Ford said Kavanaugh friend Mark Judge was also in the room. But he, too, says the allegations are false. He has no recollection of it, his counsel said in a statement, and he defended Kavanaugh’s integrity.
Judge says he has “no memory of this alleged incident” and “never saw Brett (Kavanaugh) act in the manner Dr. Ford describes.”
Meanwhile, Leland Keyser, believed to have been identified as one of five people at the party where Ford claims this incident occurred, has said it never happened.
Keyser, believed to have been identified as one of five people at the party, told the committee in a letter she “does not know Kavanaugh and she has no recollection of ever being at a party or gathering where he was present, with or without Dr.

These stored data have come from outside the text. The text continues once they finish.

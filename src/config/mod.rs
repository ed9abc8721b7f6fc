//! Configuration module

pub mod cli;
pub mod redis_config;
pub mod tls_config;

pub use cli::{CliArgs, Command};
pub use redis_config::{AuthConfig, RedisConfig, RedisType, ServiceRewrite};
pub use tls_config::TlsConfig;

Ford.”
Also, a Kavanaugh high school classmate named Patrick J. Smyth, has provided a letter to the Senate Judiciary Committee rebutting Ford’s story.

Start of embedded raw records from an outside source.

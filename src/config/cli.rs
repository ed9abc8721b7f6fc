//! Command-line argument parsing

use clap::{Parser, Subcommand};
use std::path::PathBuf;

use super::redis_config::{AuthConfig, RedisConfig, DEFAULT_CONNECT_TIMEOUT_MS};
use super::tls_config::TlsConfig;
use crate::utils::{Error, Result};

/// Inspect a Redis/Valkey node and its cluster slot ownership
#[derive(Parser, Debug, Clone)]
#[command(name = "shardwire")]
#[command(version, about, long_about = None)]
#[command(disable_help_flag = true)]
pub struct CliArgs {
    /// Print help information
    #[arg(long = "help", action = clap::ArgAction::Help)]
    help: Option<bool>,

    // ===== Connection Options =====
    /// Server hostname
    #[arg(short = 'h', long = "host", default_value = "127.0.0.1")]
    pub host: String,

    /// Server port
    #[arg(short = 'p', long = "port", default_value_t = 6379)]
    pub port: u16,

    /// Password for AUTH command
    #[arg(short = 'a', long = "auth")]
    pub password: Option<String>,

    /// Username for ACL AUTH (requires --auth)
    #[arg(long = "user")]
    pub username: Option<String>,

    /// Dial timeout in milliseconds
    #[arg(long = "connect-timeout-ms", default_value_t = DEFAULT_CONNECT_TIMEOUT_MS)]
    pub connect_timeout_ms: u64,

    /// Read/write deadline in milliseconds (unbounded when omitted)
    #[arg(long = "timeout-ms")]
    pub timeout_ms: Option<u64>,

    // ===== TLS Options =====
    /// Enable TLS connection
    #[arg(long = "tls")]
    pub tls: bool,

    /// Skip TLS certificate verification (insecure)
    #[arg(long = "tls-skip-verify")]
    pub tls_skip_verify: bool,

    /// CA certificate file for TLS
    #[arg(long = "tls-ca-cert")]
    pub tls_ca_cert: Option<PathBuf>,

    /// Server Name Indication for TLS
    #[arg(long = "tls-sni")]
    pub tls_sni: Option<String>,

    // ===== Address Rewrite =====
    /// Hostname fragment reported by cluster nodes (requires --external-service)
    #[arg(long = "internal-service")]
    pub internal_service: Option<String>,

    /// Replacement for --internal-service in reported node addresses
    #[arg(long = "external-service")]
    pub external_service: Option<String>,

    // ===== Output =====
    /// Verbose logging
    #[arg(short = 'v', long = "verbose")]
    pub verbose: bool,

    /// Only log errors
    #[arg(short = 'q', long = "quiet")]
    pub quiet: bool,

    #[command(subcommand)]
    pub command: Command,
}

#[derive(Subcommand, Debug, Clone, PartialEq, Eq)]
pub enum Command {
    /// Connect, authenticate and verify PING
    Ping,
    /// Print the slot ownership list from CLUSTER SLOTS
    Slots {
        /// Print as JSON
        #[arg(long = "json")]
        json: bool,
    },
    /// Print slot ranges per node and check full slot coverage
    Nodes,
    /// Send one command and print its reply
    Exec {
        #[arg(required = true, trailing_var_arg = true, allow_hyphen_values = true)]
        args: Vec<String>,
    },
}

impl CliArgs {
    pub fn parse_args() -> Self {
        Self::parse()
    }

    /// Validate argument combinations
    pub fn validate(&self) -> Result<()> {
        if self.username.is_some() && self.password.is_none() {
            return Err(Error::Config("--user requires --auth to be set".to_string()));
        }

        if (self.tls_skip_verify || self.tls_ca_cert.is_some() || self.tls_sni.is_some()) && !self.tls
        {
            return Err(Error::Config("TLS options require --tls".to_string()));
        }

        if self.internal_service.is_some() != self.external_service.is_some() {
            return Err(Error::Config(
                "--internal-service and --external-service must both be specified".to_string(),
            ));
        }

        if self.quiet && self.verbose {
            return Err(Error::Config("--quiet and --verbose are mutually exclusive".to_string()));
        }

        Ok(())
    }

    /// Build connection configuration
    pub fn to_config(&self) -> Result<RedisConfig> {
        self.validate()?;

        let auth = self.password.as_ref().map(|p| AuthConfig {
            password: p.clone(),
            username: self.username.clone(),
        });

        let tls = if self.tls {
            Some(TlsConfig {
                skip_verify: self.tls_skip_verify,
                ca_cert: self.tls_ca_cert.clone(),
                sni: self.tls_sni.clone(),
            })
        } else {
            None
        };

        Ok(RedisConfig {
            addresses: vec![format!("{}:{}", self.host, self.port)],
            auth,
            tls,
            connect_timeout_ms: self.connect_timeout_ms,
            read_timeout_ms: self.timeout_ms,
            write_timeout_ms: self.timeout_ms,
            external_service: self.external_service.clone(),
            internal_service: self.internal_service.clone(),
        })
    }
}

#[cfg(test)]
mod tests {
    use super::*;

    #[test]
    fn test_default_args() {
        let args = CliArgs::parse_from(["test", "ping"]);
        assert_eq!(args.port, 6379);
        assert_eq!(args.command, Command::Ping);
        let cfg = args.to_config().unwrap();
        assert_eq!(cfg.addresses, vec!["127.0.0.1:6379"]);
        assert_eq!(cfg.connect_timeout_ms, 5_000);
        assert!(cfg.auth.is_none());
        assert!(cfg.tls.is_none());
    }

    #[test]
    fn test_full_config() {
        let args = CliArgs::parse_from([
            "test",
            "-h",
            "redis-0",
            "-p",
            "7000",
            "-a",
            "pw",
            "--user",
            "admin",
            "--tls",
            "--tls-skip-verify",
            "--timeout-ms",
            "1500",
            "--internal-service",
            "svc-internal",
            "--external-service",
            "svc-external",
            "slots",
            "--json",
        ]);
        assert_eq!(args.command, Command::Slots { json: true });
        let cfg = args.to_config().unwrap();
        assert_eq!(cfg.address(), Some("redis-0:7000"));
        assert_eq!(cfg.credentials(), Some(("pw", Some("admin"))));
        assert!(cfg.tls.as_ref().unwrap().skip_verify);
        assert_eq!(cfg.read_timeout_ms, Some(1500));
        assert!(cfg.service_rewrite().is_some());
    }

    #[test]
    fn test_exec_args() {
        let args = CliArgs::parse_from(["test", "exec", "CLUSTER", "SLOTS"]);
        assert_eq!(
            args.command,
            Command::Exec {
                args: vec!["CLUSTER".to_string(), "SLOTS".to_string()]
            }
        );
    }

    #[test]
    fn test_validation_user_without_auth() {
        let args = CliArgs::parse_from(["test", "--user", "admin", "ping"]);
        assert!(matches!(args.validate(), Err(Error::Config(_))));
    }

    #[test]
    fn test_validation_skip_verify_without_tls() {
        let args = CliArgs::parse_from(["test", "--tls-skip-verify", "ping"]);
        match args.to_config() {
            Err(e) => assert_eq!(e.to_string(), "Configuration error: TLS options require --tls"),
            Ok(_) => panic!("TLS options without --tls should be rejected"),
        }
    }

    #[test]
    fn test_validation_half_rewrite() {
        let args = CliArgs::parse_from(["test", "--internal-service", "svc", "nodes"]);
        assert!(args.validate().is_err());
    }
}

“I understand that I have been identified by Christine Blasey Ford as the person she remembers as ‘PJ’ who supposedly was present at the party she described in her statements to the Washington Post. … I am issuing this statement today to make it clear to all involved that I have no knowledge of the party in question, nor do I have any knowledge of the allegations of improper conduct she has leveled against Brett Kavanaugh.
“Personally speaking, I have known Brett Kavanaugh since high school and I know him to be a person of great integrity, a great friend, and I have never witnessed any improper conduct by Brett Kavanaugh toward women. To safeguard my own privacy and anonymity, I respectfully request that the Committee accept this statement in response to any inquiry the committee may have.”

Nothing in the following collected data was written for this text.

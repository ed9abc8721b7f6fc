//! shardwire - inspect Redis/Valkey nodes and cluster slot ownership

use anyhow::{Context, Result};
use serde_json::json;
use tracing::{error, info, warn, Level};
use tracing_subscriber::FmtSubscriber;

use shardwire::client::RedisConn;
use shardwire::cluster::{resolve_node_slot_map, resolve_ownership, SlotOwner};
use shardwire::config::{CliArgs, Command};
use shardwire::utils::{ConnectionError, RespValue};

fn setup_logging(verbose: bool, quiet: bool) {
    let level = if quiet {
        Level::ERROR
    } else if verbose {
        Level::DEBUG
    } else {
        Level::INFO
    };

    let subscriber = FmtSubscriber::builder()
        .with_max_level(level)
        .with_target(false)
        .with_thread_ids(false)
        .with_writer(std::io::stderr)
        .finish();

    tracing::subscriber::set_global_default(subscriber).expect("Failed to set tracing subscriber");
}

/// Render a reply the way redis-cli does
fn format_reply(value: &RespValue, indent: usize, out: &mut String) {
    match value {
        RespValue::Null => out.push_str("(nil)\n"),
        RespValue::Error(e) => out.push_str(&format!("(error) {}\n", e)),
        RespValue::Integer(i) => out.push_str(&format!("(integer) {}\n", i)),
        RespValue::SimpleString(s) => out.push_str(&format!("{}\n", s)),
        RespValue::BulkString(b) => {
            out.push_str(&format!("\"{}\"\n", String::from_utf8_lossy(b).escape_debug()))
        }
        RespValue::Array(items) if items.is_empty() => out.push_str("(empty array)\n"),
        RespValue::Array(items) => {
            let width = items.len().to_string().len();
            for (i, item) in items.iter().enumerate() {
                if i > 0 {
                    out.push_str(&" ".repeat(indent));
                }
                let prefix = format!("{:>width$}) ", i + 1, width = width);
                out.push_str(&prefix);
                format_reply(item, indent + prefix.len(), out);
            }
        }
    }
}

fn print_owners(owners: &[SlotOwner], as_json: bool) -> Result<()> {
    if as_json {
        let shards: Vec<_> = owners
            .iter()
            .map(|o| {
                json!({
                    "slot_left_boundary": o.slot_left_boundary,
                    "slot_right_boundary": o.slot_right_boundary,
                    "master": o.master,
                    "replicas": o.replicas,
                })
            })
            .collect();
        println!("{}", serde_json::to_string_pretty(&shards)?);
        return Ok(());
    }

    for o in owners {
        println!(
            "{:>5}-{:<5} master={} replicas=[{}]",
            o.slot_left_boundary,
            o.slot_right_boundary,
            o.master,
            o.replicas.join(", ")
        );
    }
    Ok(())
}

fn run_command(conn: &RedisConn, command: &Command) -> Result<()> {
    match command {
        Command::Ping => {
            info!("Connected to {}", conn.addresses().join(","));
            println!("PONG");
        }
        Command::Slots { json } => {
            let owners = resolve_ownership(conn).context("Failed to resolve slot ownership")?;
            print_owners(&owners, *json)?;
        }
        Command::Nodes => {
            let map = resolve_node_slot_map(conn).context("Failed to resolve node slot map")?;
            for (addr, slots) in &map.nodes {
                let ranges: Vec<String> = slots
                    .ranges
                    .iter()
                    .map(|r| format!("{}-{}", r.left, r.right))
                    .collect();
                println!("{} ({} slots): {}", addr, slots.slot_count(), ranges.join(" "));
            }
            if map.all.covers_all_slots() {
                info!("All slots covered");
            } else {
                warn!(
                    "Slot coverage incomplete: {} of {} slots assigned",
                    map.all.slot_count(),
                    shardwire::cluster::SLOT_COUNT
                );
            }
        }
        Command::Exec { args } => {
            let (cmd, rest) = args.split_first().context("No command given")?;
            let reply = conn.do_cmd(cmd, rest)?;
            let mut out = String::new();
            format_reply(&reply, 0, &mut out);
            print!("{}", out);
        }
    }
    Ok(())
}

fn run() -> Result<()> {
    let args = CliArgs::parse_args();

    setup_logging(args.verbose, args.quiet);

    let config = args.to_config()?;

    let conn = RedisConn::connect(config)?;
    let result = run_command(&conn, &args.command);
    close_after(result, || conn.close())
}

/// Close once the command is done; a close failure is logged, never
/// allowed to mask the command's own outcome
fn close_after<F>(result: Result<()>, close: F) -> Result<()>
where
    F: FnOnce() -> std::result::Result<(), ConnectionError>,
{
    if let Err(e) = close() {
        warn!("Failed to close connection: {}", e);
    }
    result
}

fn main() {
    if let Err(e) = run() {
        error!("Error: {:#}", e);
        std::process::exit(1);
    }
}

#[cfg(test)]
mod tests {
    use super::*;

    fn render(value: &RespValue) -> String {
        let mut out = String::new();
        format_reply(value, 0, &mut out);
        out
    }

    #[test]
    fn test_format_scalars() {
        assert_eq!(render(&RespValue::Null), "(nil)\n");
        assert_eq!(render(&RespValue::Integer(3)), "(integer) 3\n");
        assert_eq!(render(&RespValue::SimpleString("OK".into())), "OK\n");
        assert_eq!(render(&RespValue::BulkString(b"v".to_vec())), "\"v\"\n");
        assert_eq!(render(&RespValue::Error("ERR x".into())), "(error) ERR x\n");
    }

    #[test]
    fn test_format_nested_array() {
        let value = RespValue::Array(vec![
            RespValue::Integer(0),
            RespValue::Array(vec![
                RespValue::BulkString(b"10.0.0.1".to_vec()),
                RespValue::Integer(6379),
            ]),
        ]);
        assert_eq!(
            render(&value),
            "1) (integer) 0\n2) 1) \"10.0.0.1\"\n   2) (integer) 6379\n"
        );
    }

    #[test]
    fn test_close_failure_keeps_command_error() {
        let closed = std::cell::Cell::new(false);
        let result = close_after(Err(anyhow::anyhow!("command failed")), || {
            closed.set(true);
            Err(ConnectionError::Closed)
        });
        assert!(closed.get());
        assert_eq!(result.unwrap_err().to_string(), "command failed");

        let result = close_after(Ok(()), || Err(ConnectionError::Closed));
        assert!(result.is_ok());
    }
}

Ford and her attorney are Democratic Party activists. For and her attorney Debra Katz have not only donated to Democrats, but also recently signed on to a Physicians for Human Rights letter protesting the Trump administration’s immigration policy.
Few media outlets have confronted Katz on her own Democratic activism. In 2017, Katz labeled all senior Trump administration officials to be “miscreants.” Hypocritically, she also staunchly and repeatedly defended Bill Clinton against claims of sexual harassment made by Paula Jones in the 1990s.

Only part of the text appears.